■ **INSTRUCTIONS FOR THE TASK**: Transcribe the listing from its top line through the line with "#[must_use]". Keep it exact, both ends included, and add nothing.

═════ MATERIAL FOR THIS EXERCISE ═════

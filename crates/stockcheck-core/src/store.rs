//! Domain values shared by the fetcher, the recorder, and the response payload.

use serde::{Deserialize, Deserializer, Serialize};

/// A normalized 5-digit postal code.
///
/// Held as the integer formed by the first five digits of the input, so
/// leading zeros are not preserved (`"02134"` becomes `2134`). Display and
/// serialization both use that integer.
#[derive(Debug, Clone, Copy, PartialEq, Eq, Hash, Serialize)]
#[serde(transparent)]
pub struct PostalCode(u32);

impl PostalCode {
    #[must_use]
    pub fn value(self) -> u32 {
        self.0
    }

    pub(crate) fn from_digits(value: u32) -> Self {
        Self(value)
    }
}

impl std::fmt::Display for PostalCode {
    fn fmt(&self, f: &mut std::fmt::Formatter<'_>) -> std::fmt::Result {
        write!(f, "{}", self.0)
    }
}

/// One store entry from the availability API's `stores` array.
///
/// Field names mirror the upstream JSON so the entry can be echoed back to
/// callers unchanged.
#[derive(Debug, Clone, PartialEq, Serialize, Deserialize)]
#[serde(rename_all = "camelCase")]
pub struct StoreRecord {
    #[serde(rename = "storeID", deserialize_with = "string_or_number")]
    pub store_id: String,
    pub name: String,
    pub address: String,
    pub city: String,
    pub state: String,
    #[serde(deserialize_with = "string_or_number")]
    pub postal_code: String,
    pub store_type: String,
    #[serde(default)]
    pub min_pickup_hours: Option<f64>,
    pub low_stock: bool,
    pub distance: f64,
}

/// Accepts `"1118"` and `1118` alike; the upstream API is not consistent
/// about quoting numeric identifiers.
fn string_or_number<'de, D>(deserializer: D) -> Result<String, D::Error>
where
    D: Deserializer<'de>,
{
    #[derive(Deserialize)]
    #[serde(untagged)]
    enum Raw {
        Text(String),
        Int(i64),
    }

    Ok(match Raw::deserialize(deserializer)? {
        Raw::Text(s) => s,
        Raw::Int(n) => n.to_string(),
    })
}

#[cfg(test)]
mod tests {
    use super::*;

    #[test]
    fn store_record_parses_upstream_shape() {
        let raw = serde_json::json!({
            "storeID": "1118",
            "name": "Richmond West Broad",
            "address": "9901 W Broad St",
            "city": "Glen Allen",
            "state": "VA",
            "postalCode": "23060",
            "storeType": "Big Box",
            "minPickupHours": 1,
            "lowStock": true,
            "distance": 7.83
        });
        let store: StoreRecord = serde_json::from_value(raw).expect("should parse");
        assert_eq!(store.store_id, "1118");
        assert_eq!(store.postal_code, "23060");
        assert_eq!(store.min_pickup_hours, Some(1.0));
        assert!(store.low_stock);
    }

    #[test]
    fn numeric_store_id_is_accepted() {
        let raw = serde_json::json!({
            "storeID": 281,
            "name": "Short Pump",
            "address": "11000 W Broad St",
            "city": "Glen Allen",
            "state": "VA",
            "postalCode": 23060,
            "storeType": "Big Box",
            "lowStock": false,
            "distance": 9.1
        });
        let store: StoreRecord = serde_json::from_value(raw).expect("should parse");
        assert_eq!(store.store_id, "281");
        assert_eq!(store.postal_code, "23060");
        assert!(store.min_pickup_hours.is_none());
    }

    #[test]
    fn store_record_serializes_with_upstream_field_names() {
        let store = StoreRecord {
            store_id: "1118".to_string(),
            name: "Richmond West Broad".to_string(),
            address: "9901 W Broad St".to_string(),
            city: "Glen Allen".to_string(),
            state: "VA".to_string(),
            postal_code: "23060".to_string(),
            store_type: "Big Box".to_string(),
            min_pickup_hours: None,
            low_stock: false,
            distance: 7.5,
        };
        let json = serde_json::to_value(&store).expect("serialize");
        assert_eq!(json["storeID"], "1118");
        assert_eq!(json["postalCode"], "23060");
        assert_eq!(json["storeType"], "Big Box");
        assert_eq!(json["lowStock"], false);
    }

    #[test]
    fn postal_code_displays_without_padding() {
        assert_eq!(PostalCode::from_digits(2134).to_string(), "2134");
        assert_eq!(
            serde_json::to_value(PostalCode::from_digits(23223)).expect("serialize"),
            serde_json::json!(23223)
        );
    }
}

═════

■ **THE ANSWER**:
filename crates/stockcheck-core/src/store.rs
//! Domain values shared by the fetcher, the recorder, and the response payload.

use serde::{Deserialize, Deserializer, Serialize};

/// A normalized 5-digit postal code.
///
/// Held as the integer formed by the first five digits of the input, so
/// leading zeros are not preserved (`"02134"` becomes `2134`). Display and
/// serialization both use that integer.
#[derive(Debug, Clone, Copy, PartialEq, Eq, Hash, Serialize)]
#[serde(transparent)]
pub struct PostalCode(u32);

impl PostalCode {
    #[must_use]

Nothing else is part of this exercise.